Farmer’s carry on toes
This deceptively simple exercise combines calf strength, ankle stability and core endurance. The constant engagement of your calves strengthens them for prolonged efforts, while the balance required mimics the ankle stability needed on uneven terrain.
How to do it: Hold a weight in each hand and lift your heels so you’re standing on your toes. Walk forward in a controlled manner, keeping your core engaged and your heels elevated. Aim for two to four sets of 10 to 20 steps whenever you strength train, or twice a week. Weights should be heavy, but able to be carried for about a minute.
Straight-leg calf raises
These target the gastrocnemius, the larger calf muscle responsible for power during push-offs. Strengthening these improves running efficiency, especially during sprints and uphill climbs.
How to do it: Stand with your feet hip-width apart. Slowly rise onto your toes and lower back down with control. Use a wall or a rail for balance if needed. Aim for three sets of 10-15 reps, and add weights for more of a challenge once you feel stronger.
Bent-knee calf raises
This variation shifts focus to the soleus, the deeper muscle that works when your knee is bent. The soleus is critical for absorbing impact and maintaining endurance during long runs. Strengthening it reduces the risk of overuse injuries like shin splints.

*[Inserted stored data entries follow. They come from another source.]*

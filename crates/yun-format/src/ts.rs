//! MPEG-TS 公共定义.
//!
//! ```text
//! ┌──────────────────────────────────────────┐
//! │ 同步字节 (0x47)                    1 byte│
//! │ TEI(1) + PUSI(1) + Priority(1) +         │
//! │   PID(13)                         2 bytes│
//! │ TSC(2) + AFC(2) + CC(4)           1 byte │
//! │ [Adaptation Field]                可变   │
//! │ [Payload]                         可变   │
//! └──────────────────────────────────────────┘
//! ```

use yun_codec::CodecId;
use yun_core::NOPTS_VALUE;

/// TS 包大小
pub const TS_PACKET_SIZE: usize = 188;
/// TS 包头大小
pub const TS_HEADER_SIZE: usize = 4;
/// TS 同步字节
pub const TS_SYNC_BYTE: u8 = 0x47;
/// PAT PID
pub const PID_PAT: u16 = 0x0000;
/// SDT PID
pub const PID_SDT: u16 = 0x0011;
/// 空包 PID
pub const PID_NULL: u16 = 0x1FFF;
/// 默认 PMT PID
pub const DEFAULT_PMT_PID: u16 = 0x1000;
/// 默认第一个 ES PID
pub const DEFAULT_START_PID: u16 = 0x0100;

/// PAT table_id
pub const TABLE_PAT: u8 = 0x00;
/// PMT table_id
pub const TABLE_PMT: u8 = 0x02;
/// SDT (actual) table_id
pub const TABLE_SDT: u8 = 0x42;

/// 33 位时间戳掩码
const TS_33BIT_MASK: u64 = (1 << 33) - 1;

/// 解析后的 TS 包头
#[derive(Debug, Clone, Copy, PartialEq, Eq)]
pub struct TsHeader {
    /// PID
    pub pid: u16,
    /// Payload Unit Start Indicator
    pub pusi: bool,
    /// Adaptation Field Control
    pub afc: u8,
    /// 连续性计数器
    pub cc: u8,
}

impl TsHeader {
    /// 从 TS 包前 4 字节解析
    pub fn parse(pkt: &[u8; TS_PACKET_SIZE]) -> Self {
        Self {
            pid: (u16::from(pkt[1] & 0x1F) << 8) | u16::from(pkt[2]),
            pusi: (pkt[1] & 0x40) != 0,
            afc: (pkt[3] >> 4) & 0x03,
            cc: pkt[3] & 0x0F,
        }
    }

    /// 是否携带负载
    pub fn has_payload(&self) -> bool {
        self.afc & 0x01 != 0
    }

    /// 是否带 adaptation field
    pub fn has_adaptation(&self) -> bool {
        self.afc & 0x02 != 0
    }
}

/// 编解码器 -> stream_type
pub fn codec_to_stream_type(codec_id: CodecId) -> Option<u8> {
    match codec_id {
        CodecId::Mpeg2Video => Some(0x02),
        CodecId::Mpeg4 => Some(0x10),
        CodecId::H264 => Some(0x1B),
        CodecId::H265 => Some(0x24),
        CodecId::Mp3 => Some(0x03),
        CodecId::Mp2 => Some(0x04),
        CodecId::Aac => Some(0x0F),
        CodecId::Ac3 => Some(0x81),
        // 私有数据 + "Opus" 注册描述符
        CodecId::Opus => Some(0x06),
        _ => None,
    }
}

/// stream_type (+ 注册描述符) -> 编解码器
pub fn stream_type_to_codec(stream_type: u8, registration: Option<[u8; 4]>) -> CodecId {
    match stream_type {
        0x01 | 0x02 => CodecId::Mpeg2Video,
        0x10 => CodecId::Mpeg4,
        0x1B => CodecId::H264,
        0x24 => CodecId::H265,
        0x03 => CodecId::Mp3,
        0x04 => CodecId::Mp2,
        0x0F | 0x11 => CodecId::Aac,
        0x81 => CodecId::Ac3,
        0x06 if registration == Some(*b"Opus") => CodecId::Opus,
        _ => CodecId::None,
    }
}

/// 编码 PES 头中的 33 位时间戳 (5 字节)
///
/// `prefix` 为高 4 位标记: 仅 PTS 时 0x20, PTS+DTS 时 PTS 用 0x30、DTS 用 0x10.
pub fn encode_timestamp(prefix: u8, ts: i64) -> [u8; 5] {
    let ts = (ts as u64) & TS_33BIT_MASK;
    [
        prefix | ((((ts >> 30) as u8) & 0x07) << 1) | 0x01,
        (ts >> 22) as u8,
        ((((ts >> 15) as u8) & 0x7F) << 1) | 0x01,
        (ts >> 7) as u8,
        (((ts as u8) & 0x7F) << 1) | 0x01,
    ]
}

/// 解码 PES 头中的 33 位时间戳
pub fn decode_timestamp(data: &[u8]) -> i64 {
    if data.len() < 5 {
        return NOPTS_VALUE;
    }
    let b0 = i64::from(data[0]);
    let b1 = i64::from(data[1]);
    let b2 = i64::from(data[2]);
    let b3 = i64::from(data[3]);
    let b4 = i64::from(data[4]);
    ((b0 >> 1) & 0x07) << 30 | b1 << 22 | (b2 >> 1) << 15 | b3 << 7 | b4 >> 1
}

/// 编码 PCR (6 字节, 扩展部分为 0)
pub fn encode_pcr(base: i64) -> [u8; 6] {
    let base = (base as u64) & TS_33BIT_MASK;
    [
        (base >> 25) as u8,
        (base >> 17) as u8,
        (base >> 9) as u8,
        (base >> 1) as u8,
        (((base & 0x01) as u8) << 7) | 0x7E,
        0x00,
    ]
}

How to do it: Bend your knees slightly and perform the same toe raise motion as in the straight-leg version. Aim for three sets of 10-15 reps; if these feel too easy, add weights.
Double and single-leg hops
Introduce explosive power to your calves with these plyometric movements. Plyometric exercises boost calf power for explosive push-offs, crucial during sprints or navigating hills. To maximize their benefit, perform these early in your workout when your legs are fresh.
How to do it: Stand on one or both feet and perform small hops, landing lightly on your toes. Focus on a quick rebound off the ground. Try 10-12 reps (on each side, if you’re doing single-leg hops) to get started.
Aim to add one or all of these moves post-workout on a harder training day. While this may seem counterintuitive, it allows your body to fully recover on your rest or easy running days. Adjust the number of repetitions to keep your focus on quality, not quantity.